§ **Task goal**: From the entries below, return exactly the lines beginning at the one that contains "pub(crate) async fn submit_call_async<F>(&self, job: F)" and ending at the one that contains "in the queue.", both of them included, and only those lines.

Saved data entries
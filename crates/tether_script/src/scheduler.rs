//! Task queue between host threads and the drive loop
//!
//! Every piece of work that must run on the owner thread travels as a boxed
//! task over a bounded channel. Producers on other threads block while the
//! channel is full. The owner thread, and any thread inside an async runtime,
//! gets [`Error::QueueFull`] instead; async code can wait for room with
//! [`Value::queue_call`]. A single-worker clock runtime hosts timer sleeps
//! and the idle wait of the drive loop, and never touches the engine.

use crate::config::RuntimeConfig;
use crate::error::{Error, Result};
use crate::runtime::Runtime;
use crate::value::Value;
use std::future::Future;
use std::pin::Pin;
use std::sync::{mpsc as std_mpsc, Arc};
use std::task::{Context, Poll};
use std::time::Duration;
use tether_core::CancelToken;
use tokio::runtime::Handle;
use tokio::sync::mpsc::error::TrySendError;
use tokio::sync::{mpsc, oneshot, Mutex};
use tokio::task::JoinHandle;

/// Unit of work executed by the drive loop on the owner thread.
pub(crate) type Task = Box<dyn FnOnce() -> Result<()> + Send>;

pub(crate) struct Scheduler {
    tx: mpsc::Sender<Task>,
    rx: Arc<Mutex<mpsc::Receiver<Task>>>,
    clock: Option<tokio::runtime::Runtime>,
    handle: Handle,
}

impl Scheduler {
    pub(crate) fn new(config: &RuntimeConfig) -> Result<Self> {
        let (tx, rx) = mpsc::channel(config.task_queue_capacity);
        let clock = tokio::runtime::Builder::new_multi_thread()
            .worker_threads(1)
            .thread_name(config.timer_thread_name.clone())
            .enable_time()
            .build()
            .map_err(Error::host)?;
        let handle = clock.handle().clone();
        Ok(Self {
            tx,
            rx: Arc::new(Mutex::new(rx)),
            clock: Some(clock),
            handle,
        })
    }

    /// Queues `task`. The owner thread and threads inside an async runtime
    /// never block here.
    pub(crate) fn submit(&self, task: Task, on_owner: bool) -> Result<()> {
        if on_owner || Handle::try_current().is_ok() {
            self.tx.try_send(task).map_err(|err| match err {
                TrySendError::Full(_) => Error::QueueFull,
                TrySendError::Closed(_) => Error::QueueClosed,
            })
        } else {
            self.tx.blocking_send(task).map_err(|_| Error::QueueClosed)
        }
    }

    /// Queues `task`, waiting asynchronously while the queue is full.
    pub(crate) async fn submit_async(&self, task: Task) -> Result<()> {
        self.tx.send(task).await.map_err(|_| Error::QueueClosed)
    }

    /// Runs `task` on the drive loop once `delay` has elapsed.
    pub(crate) fn schedule(&self, delay: Duration, task: Task) -> JoinHandle<()> {
        let tx = self.tx.clone();
        self.handle.spawn(async move {
            tokio::time::sleep(delay).await;
            if tx.send(task).await.is_err() {
                tracing::trace!("task queue closed before timer fired");
            }
        })
    }

    pub(crate) fn try_next(&self) -> Option<Task> {
        self.rx.try_lock().ok()?.try_recv().ok()
    }

    /// Blocks until a task arrives. Returns `None` once `cancel` fires.
    ///
    /// The wait itself runs on the clock thread, so the caller may sit
    /// inside an async runtime of its own.
    pub(crate) fn wait_next(&self, cancel: &CancelToken) -> Result<Option<Task>> {
        let rx = Arc::clone(&self.rx);
        let cancel = cancel.clone();
        let (reply, outcome) = std_mpsc::sync_channel(1);
        self.handle.spawn(async move {
            let mut rx = rx.lock().await;
            let next = tokio::select! {
                biased;
                _ = cancel.cancelled() => Ok(None),
                task = rx.recv() => task.map(Some).ok_or(Error::QueueClosed),
            };
            drop(rx);
            let _ = reply.send(next);
        });
        outcome.recv().unwrap_or(Err(Error::QueueClosed))
    }

    pub(crate) fn queued(&self) -> usize {
        self.tx.max_capacity() - self.tx.capacity()
    }

    pub(crate) fn shutdown(&mut self) {
        if let Some(clock) = self.clock.take() {
            clock.shutdown_background();
        }
    }

}

/// Result of a call queued for the drive loop.
///
/// Either block on it with [`AsyncResult::wait`] from a thread that is not
/// driving the loop, or `.await` it.
#[derive(Debug)]
#[must_use = "the call result is lost if the AsyncResult is dropped"]
pub struct AsyncResult {
    rx: oneshot::Receiver<Result<Value>>,
}

impl AsyncResult {
    /// Blocks the current thread until the call has run.
    ///
    /// Must not be called from the thread that drives the loop. Inside an
    /// async runtime it fails with [`Error::AsyncContext`]; `.await` the
    /// result there instead.
    pub fn wait(self) -> Result<Value> {
        if Handle::try_current().is_ok() {
            return Err(Error::AsyncContext);
        }
        self.rx.blocking_recv().unwrap_or(Err(Error::Abandoned))
    }

    /// Result if the call has already run.
    pub fn try_take(&mut self) -> Option<Result<Value>> {
        match self.rx.try_recv() {
            Ok(result) => Some(result),
            Err(oneshot::error::TryRecvError::Empty) => None,
            Err(oneshot::error::TryRecvError::Closed) => Some(Err(Error::Abandoned)),
        }
    }
}

impl Future for AsyncResult {
    type Output = Result<Value>;

    fn poll(mut self: Pin<&mut Self>, cx: &mut Context<'_>) -> Poll<Self::Output> {
        Pin::new(&mut self.rx)
            .poll(cx)
            .map(|received| received.unwrap_or(Err(Error::Abandoned)))
    }
}

/// Wraps `job` into a task that reports through the returned result.
fn call_task<F>(job: F) -> (Task, AsyncResult)
where
    F: FnOnce() -> Result<Value> + Send + 'static,
{
    let (tx, rx) = oneshot::channel();
    let task: Task = Box::new(move || match tx.send(job()) {
        Ok(()) => Ok(()),
        Err(Ok(_)) => Ok(()),
        Err(Err(err)) => {
            tracing::warn!(error = %err, "async call failed with nobody waiting");
            Err(err)
        }
    });
    (task, AsyncResult { rx })
}

impl Runtime {
    /// Queues `job` for the drive loop and hands back its result channel.
    pub(crate) fn submit_call<F>(&self, job: F) -> Result<AsyncResult>
    where
        F: FnOnce() -> Result<Value> + Send + 'static,
    {
        let (task, result) = call_task(job);
        self.submit(task)?;
        Ok(result)
    }

    /// Like [`Runtime::submit_call`], waiting asynchronously for queue room.
    pub(crate) async fn submit_call_async<F>(&self, job: F) -> Result<AsyncResult>
    where
        F: FnOnce() -> Result<Value> + Send + 'static,
    {
        let (task, result) = call_task(job);
        self.inner().scheduler.submit_async(task).await?;
        Ok(result)
    }

    pub(crate) fn submit(&self, task: Task) -> Result<()> {
        self.inner().scheduler.submit(task, self.is_owner_thread())
    }

    /// Tasks waiting in the queue.
    pub fn queued_tasks(&self) -> usize {
        self.inner().scheduler.queued()
    }
}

§ **Answer space**:
    pub(crate) async fn submit_call_async<F>(&self, job: F) -> Result<AsyncResult>
    where
        F: FnOnce() -> Result<Value> + Send + 'static,
    {
        let (task, result) = call_task(job);
        self.inner().scheduler.submit_async(task).await?;
        Ok(result)
    }

    pub(crate) fn submit(&self, task: Task) -> Result<()> {
        self.inner().scheduler.submit(task, self.is_owner_thread())
    }

    /// Tasks waiting in the queue.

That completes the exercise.